From a procurement perspective, this takes on the one hand a project wise, but on the other hand also a project overarching focus. It is BAM's ambition to work on lasting relationships with a selected number of construction partners, in which entrepreneurship and specific knowledge in the field of product, market and process are leading. The making and implementing of the right choices in this are the success factors of the BAM procurement policy.
Within BAM's decentralised organisational structure, the procurement column is organised in accordance with the coordination principle. No choice has been made for either centralised procurement or decentralised procurement. The level at which to pursue strategic procurement processes is determined for each sub-segment. The BAM model can therefore be best qualified as a 'coordinated' approach.
The benefits of scales of economy are derived by pursuing procurement activities in such a manner that, on the one hand, local management retains the flexibility and control of its processes and, on the other hand, the entire BAM organisation enjoys the quantitative and qualitative economies of scale.
Due to the nature of the sector in which BAM is active, primary processes focus on obtaining and completing projects in as efficient and effective a manner as possible. Accordingly, procurement activities should share this focus. As many projects pursued within and outside a specific region or by an operating company, respectively, have shared procurement segments and processes, combining them can generate substantial and structural procurement economies of scale.This applies to supply/equipment supplies, subcontractors, suppliers involved in the supporting facility management process and intra-organisational supply activities.

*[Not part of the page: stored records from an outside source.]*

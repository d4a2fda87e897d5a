// =============================================================================
// Risk Levels — fixed-percentage stop-loss with R-multiple take-profits
// =============================================================================
//
//   sl   = entry * (1 - risk_pct)
//   R    = entry - sl
//   tp1  = entry + R * tp1_reward_multiple      (1:3 by default)
//   tp2  = entry + R * tp2_reward_multiple      (1:5 by default)
// =============================================================================

use serde::Serialize;

use crate::runtime_config::SignalParams;

/// Exit levels for a long entry.
#[derive(Debug, Clone, Copy, PartialEq, Serialize)]
pub struct RiskLevels {
    pub sl_price: f64,
    pub tp1_price: f64,
    pub tp2_price: f64,
}

impl RiskLevels {
    pub fn for_long(entry_price: f64, params: &SignalParams) -> Self {
        let sl_price = entry_price * (1.0 - params.risk_pct);
        let risk_distance = entry_price - sl_price;
        Self {
            sl_price,
            tp1_price: entry_price + risk_distance * params.tp1_reward_multiple,
            tp2_price: entry_price + risk_distance * params.tp2_reward_multiple,
        }
    }
}
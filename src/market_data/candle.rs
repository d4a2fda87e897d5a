use serde::{Deserialize, Serialize};

// ---------------------------------------------------------------------------
// Data types
// ---------------------------------------------------------------------------

/// A single OHLCV candle from the futures klines endpoint.
///
/// Series are always ordered oldest first. The final element of a freshly
/// fetched series is the interval still in progress.
#[derive(Debug, Clone, PartialEq, Serialize, Deserialize)]
pub struct Candle {
    pub open_time: i64,
    pub open: f64,
    pub high: f64,
    pub low: f64,
    pub close: f64,
    pub volume: f64,
    pub close_time: i64,
}

impl Candle {
    pub fn new(
        open_time: i64,
        open: f64,
        high: f64,
        low: f64,
        close: f64,
        volume: f64,
        close_time: i64,
    ) -> Self {
        Self {
            open_time,
            open,
            high,
            low,
            close,
            volume,
            close_time,
        }
    }
}

/// Drop the in-progress candle at the end of a fetched series.
pub fn closed_candles(series: &[Candle]) -> &[Candle] {
    match series.split_last() {
        Some((_, closed)) => closed,
        None => series,
    }
}
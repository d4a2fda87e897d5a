// =============================================================================
// Shared types used across the trend scanner
// =============================================================================

use serde::{Deserialize, Serialize};

/// How the exchange connection was established at startup.
///
/// `Live` means API credentials were supplied and accepted by the exchange.
/// `Public` is the unauthenticated fallback; market data endpoints still work.
#[derive(Debug, Clone, Copy, PartialEq, Eq, Serialize, Deserialize)]
pub enum GatewayMode {
    Live,
    Public,
}

impl Default for GatewayMode {
    fn default() -> Self {
        Self::Public
    }
}

impl std::fmt::Display for GatewayMode {
    fn fmt(&self, f: &mut std::fmt::Formatter<'_>) -> std::fmt::Result {
        match self {
            Self::Live => write!(f, "Live"),
            Self::Public => write!(f, "Public"),
        }
    }
}
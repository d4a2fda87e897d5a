// =============================================================================
// REST API Endpoints — Axum 0.7
// =============================================================================
//
// Read-only endpoints under `/api/v1/` serving the latest scan to a dashboard.
// CORS is configured permissively; the API exposes nothing but public market
// analysis.
// =============================================================================

use std::sync::Arc;

use axum::{
    extract::{Json, State},
    response::IntoResponse,
    routing::get,
    Router,
};
use serde::Serialize;
use tower_http::cors::{Any, CorsLayer};

use crate::app_state::AppState;
use crate::binance::rate_limit::RateLimitSnapshot;
use crate::types::GatewayMode;

// =============================================================================
// Router construction
// =============================================================================

/// Build the REST API router with CORS middleware and shared state.
pub fn router(state: Arc<AppState>) -> Router {
    let cors = CorsLayer::new()
        .allow_origin(Any)
        .allow_methods(Any)
        .allow_headers(Any);

    Router::new()
        .route("/api/v1/health", get(health))
        .route("/api/v1/scan", get(latest_scan))
        .route("/api/v1/config", get(config))
        .layer(cors)
        .with_state(state)
}

// =============================================================================
// Health
// =============================================================================

#[derive(Serialize)]
struct HealthResponse {
    status: &'static str,
    state_version: u64,
    server_time: i64,
    uptime_secs: u64,
    gateway_mode: GatewayMode,
    #[serde(skip_serializing_if = "Option::is_none")]
    rate_limit: Option<RateLimitSnapshot>,
}

async fn health(State(state): State<Arc<AppState>>) -> impl IntoResponse {
    let resp = HealthResponse {
        status: "ok",
        state_version: state.current_state_version(),
        server_time: chrono::Utc::now().timestamp_millis(),
        uptime_secs: state.uptime_secs(),
        gateway_mode: state.gateway_mode,
        rate_limit: state.rate_limit(),
    };
    Json(resp)
}

// =============================================================================
// Latest scan
// =============================================================================

async fn latest_scan(State(state): State<Arc<AppState>>) -> impl IntoResponse {
    match state.latest_report() {
        Some(report) => Json(report).into_response(),
        None => {
            let body = serde_json::json!({ "scan": null, "message": "First scan still in progress" });
            Json(body).into_response()
        }
    }
}

// =============================================================================
// Active configuration
// =============================================================================

async fn config(State(state): State<Arc<AppState>>) -> impl IntoResponse {
    Json(state.runtime_config.clone())
}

In addition to costs and risk management, there is a growing emphasis placed on cash management. Accordingly, this theme should be incorporated structurally in various procurement processes (project-based and otherwise).
During the previous period, the concepts of 'sustainability' and 'corporate social responsibility' became more tangible at BAM. This also applies to procurement activities. BAM sustainability focus themes are:
There is growing awareness that the effective interpretation and implementation of these concepts (by, for instance, the procurement column) also positively impact BAM's top-line results (added value/returns) and that this demands a comprehensive supply chain-based approach.
Another challenge is how BAM can benefit more from the expertise and talents available in its supplier network. When does a procurement process/supplier become early involved in a project? A differentiated approach should be taken in analysing the supplier network's potential contribution during the preparation/tendering and specification phase. The terms preferred supplier and preferred customer are key in this. A logical consequence will be the potential development of long-term relationships with unequivocal objectives.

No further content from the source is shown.